Bodies Found in Sri Lanka’s Last Battle SiteThere were nine bodies, found in a mass grave in Sri Lanka in the area where the last bloody battle of a 26 year war with Tamil separatists was fought in 2009m Most of the nine bodies were women. The international pressure is growing on Sri Lanka’s government to address the allegations that tens of thousands of civilians were killed by the army in the final weeks of the war.

At his month’s session of the U.N. Human Rights Council, the United Stated is planning to put forward a resolution and the U.S. officials have stated that it may call for an international investigation. According to a U.N. panel, around 40,000 mainly Tamil civilians died in the final few months of the war. Though both sides committed atrocities, most of them were killed by army shelling. Sri Lanka is arguing against the figure and the conclusion.

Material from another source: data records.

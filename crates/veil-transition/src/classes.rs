//! Class tags applied to a surface across transition phases, and selector
//! strings for authoring the styles that react to them.
//!
//! The projection is pure: every phase maps to a fixed set of tags, with a
//! separate transient "start" tag for the animated phases. Stylesheets key off
//! `active`/`inactive` for the two visual endpoints and `transitioning` (or the
//! specific `entering`/`exiting` tags) for the animated stretch in between.

use crate::transition::TransitionPhase;

/// Prefix prepended to every class token when the caller does not choose one.
pub const DEFAULT_CLASS_PREFIX: &str = "veil-";

/// Semantic class tags. The `active`/`inactive`/`transitioning` tags are
/// derived conveniences always co-applied with the specific phase tag:
/// exactly one of `active`/`inactive` is present while the element is
/// mounted, and `transitioning` is present only while entering or exiting.
#[derive(Debug, Clone, Copy, PartialEq, Eq, Hash)]
pub enum TransitionClass {
    /// Transient start state flushed just before `Entering` styles apply.
    EnterStart,
    Entering,
    Entered,
    /// Transient start state flushed just before `Exiting` styles apply.
    ExitStart,
    Exiting,
    Exited,
    Transitioning,
    Active,
    Inactive,
}

impl TransitionClass {
    pub const ALL: [TransitionClass; 9] = [
        TransitionClass::EnterStart,
        TransitionClass::Entering,
        TransitionClass::Entered,
        TransitionClass::ExitStart,
        TransitionClass::Exiting,
        TransitionClass::Exited,
        TransitionClass::Transitioning,
        TransitionClass::Active,
        TransitionClass::Inactive,
    ];

    /// Bare class token, before any prefix is applied.
    pub fn token(self) -> &'static str {
        match self {
            TransitionClass::EnterStart => "enter-start",
            TransitionClass::Entering => "entering",
            TransitionClass::Entered => "entered",
            TransitionClass::ExitStart => "exit-start",
            TransitionClass::Exiting => "exiting",
            TransitionClass::Exited => "exited",
            TransitionClass::Transitioning => "transitioning",
            TransitionClass::Active => "active",
            TransitionClass::Inactive => "inactive",
        }
    }
}

/// How transition class tokens are prefixed on the surface.
#[derive(Debug, Clone, PartialEq, Eq, Default)]
pub enum ClassPrefix {
    /// Use [`DEFAULT_CLASS_PREFIX`].
    #[default]
    Default,
    /// Apply bare tokens with no prefix.
    None,
    /// Apply a caller-chosen prefix.
    Prefix(String),
}

impl ClassPrefix {
    pub fn as_str(&self) -> &str {
        match self {
            ClassPrefix::Default => DEFAULT_CLASS_PREFIX,
            ClassPrefix::None => "",
            ClassPrefix::Prefix(prefix) => prefix,
        }
    }

    /// Full class name for one tag.
    pub fn class(&self, tag: TransitionClass) -> String {
        format!("{}{}", self.as_str(), tag.token())
    }
}

/// Steady tags for a phase. Total over the enum; unmounted maps to the empty
/// set since there is nothing to tag.
pub fn classes_for(phase: TransitionPhase) -> &'static [TransitionClass] {
    match phase {
        TransitionPhase::Unmounted => &[],
        TransitionPhase::MountAsEntered | TransitionPhase::Entered => {
            &[TransitionClass::Active, TransitionClass::Entered]
        }
        TransitionPhase::Entering => &[
            TransitionClass::Active,
            TransitionClass::Entering,
            TransitionClass::Transitioning,
        ],
        TransitionPhase::Exiting => &[
            TransitionClass::Inactive,
            TransitionClass::Exiting,
            TransitionClass::Transitioning,
        ],
        TransitionPhase::Exited => &[TransitionClass::Inactive, TransitionClass::Exited],
    }
}

/// Transient tag applied (and flushed) on top of the previous steady state so
/// styles have a distinct position to animate from.
pub fn staging_class(phase: TransitionPhase) -> Option<TransitionClass> {
    match phase {
        TransitionPhase::Entering => Some(TransitionClass::EnterStart),
        TransitionPhase::Exiting => Some(TransitionClass::ExitStart),
        _ => None,
    }
}

/// Options for [`create_class_selectors`].
#[derive(Debug, Clone, Default)]
pub struct CreateClassSelectorsOptions {
    pub class_prefix: ClassPrefix,
    /// Emit `&.name` selectors for embedding inside nested style rules.
    pub use_combinator_prefix: bool,
}

/// Stylesheet selector strings, one per tag.
#[derive(Debug, Clone)]
pub struct ClassSelectors {
    pub enter_start: String,
    pub entering: String,
    pub entered: String,
    pub exit_start: String,
    pub exiting: String,
    pub exited: String,
    pub transitioning: String,
    pub active: String,
    pub inactive: String,
}

/// Selector string for one tag.
pub fn selector_for(tag: TransitionClass, prefix: &ClassPrefix, use_combinator_prefix: bool) -> String {
    let lead = if use_combinator_prefix { "&." } else { "." };
    format!("{lead}{}{}", prefix.as_str(), tag.token())
}

/// Build the full selector map for style authoring.
pub fn create_class_selectors(options: CreateClassSelectorsOptions) -> ClassSelectors {
    let sel = |tag| selector_for(tag, &options.class_prefix, options.use_combinator_prefix);
    ClassSelectors {
        enter_start: sel(TransitionClass::EnterStart),
        entering: sel(TransitionClass::Entering),
        entered: sel(TransitionClass::Entered),
        exit_start: sel(TransitionClass::ExitStart),
        exiting: sel(TransitionClass::Exiting),
        exited: sel(TransitionClass::Exited),
        transitioning: sel(TransitionClass::Transitioning),
        active: sel(TransitionClass::Active),
        inactive: sel(TransitionClass::Inactive),
    }
}

#[cfg(test)]
mod tests {
    use super::*;

    #[test]
    fn default_prefix_applies_to_class_names() {
        let prefix = ClassPrefix::default();
        assert_eq!(prefix.class(TransitionClass::EnterStart), "veil-enter-start");
        assert_eq!(ClassPrefix::None.class(TransitionClass::Active), "active");
        assert_eq!(
            ClassPrefix::Prefix("t-".into()).class(TransitionClass::Exited),
            "t-exited"
        );
    }

    #[test]
    fn mounted_phases_carry_exactly_one_visibility_tag() {
        for phase in [
            TransitionPhase::MountAsEntered,
            TransitionPhase::Entering,
            TransitionPhase::Entered,
            TransitionPhase::Exiting,
            TransitionPhase::Exited,
        ] {
            let classes = classes_for(phase);
            let active = classes.contains(&TransitionClass::Active);
            let inactive = classes.contains(&TransitionClass::Inactive);
            assert!(active ^ inactive, "phase {phase:?} must be active xor inactive");
        }
        assert!(classes_for(TransitionPhase::Unmounted).is_empty());
    }

    #[test]
    fn transitioning_tag_matches_animated_phases() {
        for phase in [TransitionPhase::Entering, TransitionPhase::Exiting] {
            assert!(classes_for(phase).contains(&TransitionClass::Transitioning));
            assert!(staging_class(phase).is_some());
        }
        for phase in [
            TransitionPhase::Entered,
            TransitionPhase::Exited,
            TransitionPhase::MountAsEntered,
            TransitionPhase::Unmounted,
        ] {
            assert!(!classes_for(phase).contains(&TransitionClass::Transitioning));
            assert!(staging_class(phase).is_none());
        }
    }

    #[test]
    fn selectors_support_combinator_form() {
        let plain = create_class_selectors(CreateClassSelectorsOptions::default());
        assert_eq!(plain.entering, ".veil-entering");

        let nested = create_class_selectors(CreateClassSelectorsOptions {
            class_prefix: ClassPrefix::Prefix("fade-".into()),
            use_combinator_prefix: true,
        });
        assert_eq!(nested.inactive, "&.fade-inactive");
        assert_eq!(nested.enter_start, "&.fade-enter-start");
    }
}
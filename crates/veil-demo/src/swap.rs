//! Keyed content swap through the switch coordinator, with the timing policy
//! taken from configuration.

use anyhow::Result;
use tracing::info;
use veil_config::VeilConfig;
use veil_host::{MountSlot, SimHost};
use veil_transition::{Switch, SwitchConfig, SwitchKey};

use crate::{prefix_from, timing_from};

#[derive(Clone)]
struct Card {
    title: &'static str,
}

pub fn run(config: &VeilConfig) -> Result<()> {
    let host = SimHost::new();
    let timing = timing_from(config);
    let prefix = prefix_from(config);

    let switch: Switch<Card> = Switch::new(host.handle());
    let in_mount = MountSlot::new("in-slot");
    let out_mount = MountSlot::new("out-slot");

    let pump = |key: SwitchKey, card: Card| {
        host.run_to_idle(|| {
            let render = switch
                .render(SwitchConfig {
                    key: Some(key.clone()),
                    children: vec![card.clone()],
                    timing,
                    class_prefix: prefix.clone(),
                    ..Default::default()
                })
                .expect("switch render");
            in_mount.sync(
                &host,
                render.in_slot.should_render,
                render.in_slot.remounted,
                &render.in_slot.surface,
            );
            out_mount.sync(
                &host,
                render.out_slot.should_render,
                render.out_slot.remounted,
                &render.out_slot.surface,
            );
            switch.commit();
        });
    };

    let report = |label: &str| {
        if let Some(element) = in_mount.element() {
            info!(slot = "in", classes = ?element.classes(), "{label}");
        }
        if let Some(element) = out_mount.element() {
            info!(slot = "out", classes = ?element.classes(), "{label}");
        }
    };

    // Drive both slots to completion, whatever order the timing policy wants.
    let complete = |key: SwitchKey, card: Card| {
        for _ in 0..4 {
            if !switch.is_transitioning() {
                break;
            }
            if let Some(element) = out_mount.element() {
                element.fire_transition_end("opacity");
            }
            if let Some(element) = in_mount.element() {
                element.fire_transition_end("opacity");
            }
            pump(key.clone(), card.clone());
        }
    };

    info!(?timing, "switch scenario");

    let blue = Card { title: "blue" };
    let orange = Card { title: "orange" };

    pump(SwitchKey::from(blue.title), blue.clone());
    report("initial content");

    pump(SwitchKey::from(orange.title), orange.clone());
    report("transition in flight");

    complete(SwitchKey::from(orange.title), orange.clone());
    report("settled");
    info!(keys = ?switch.keys(), "final state");
    Ok(())
}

The mass grave had been found last week when a tractor was ploughing farmland in the northern district of Mullaitivu. The judicial medical officer Sinnaiyah Sivaruban reportedly told Reuters that they “have found nine skeletons of most women with burn injuries.Three local people have said the bodies were dumped in this land on February 9, 2009, after they were killed in an army multi-barrel shell attack, and that there is another mass grave 200 metres from this. But we don’t know the truth.”

According to Thurairasa Raviharan, a provincial councilor in Mullaitivu from the Tamil National Alliance who was once the political proxy of the now defeated Liberation Tigers of Tamil Eelam (LTTE) the residents believe that there could be many mass graves in the area. The police and the military however rejecte the claims and said that proper investigation was under way. Th military spokesman Ruwan Wanigasooriya said that “there is no factual basis for such conclusions and we reject these false and misleading allegations. It is deplorable that such premature conclusions are drawn without allowing the investigations to proceed without hindrance.”

National police spokesman Ajith Rohana said that a witness had testified that the LTTE dumped the bodies in the area in 2009. Last year, Sri Lanka set up a presidential commission to investigate a grave with the remains of more than 150 people in a central province. The evidence was sent to China for forensic investigations. So far there has been no conclusion.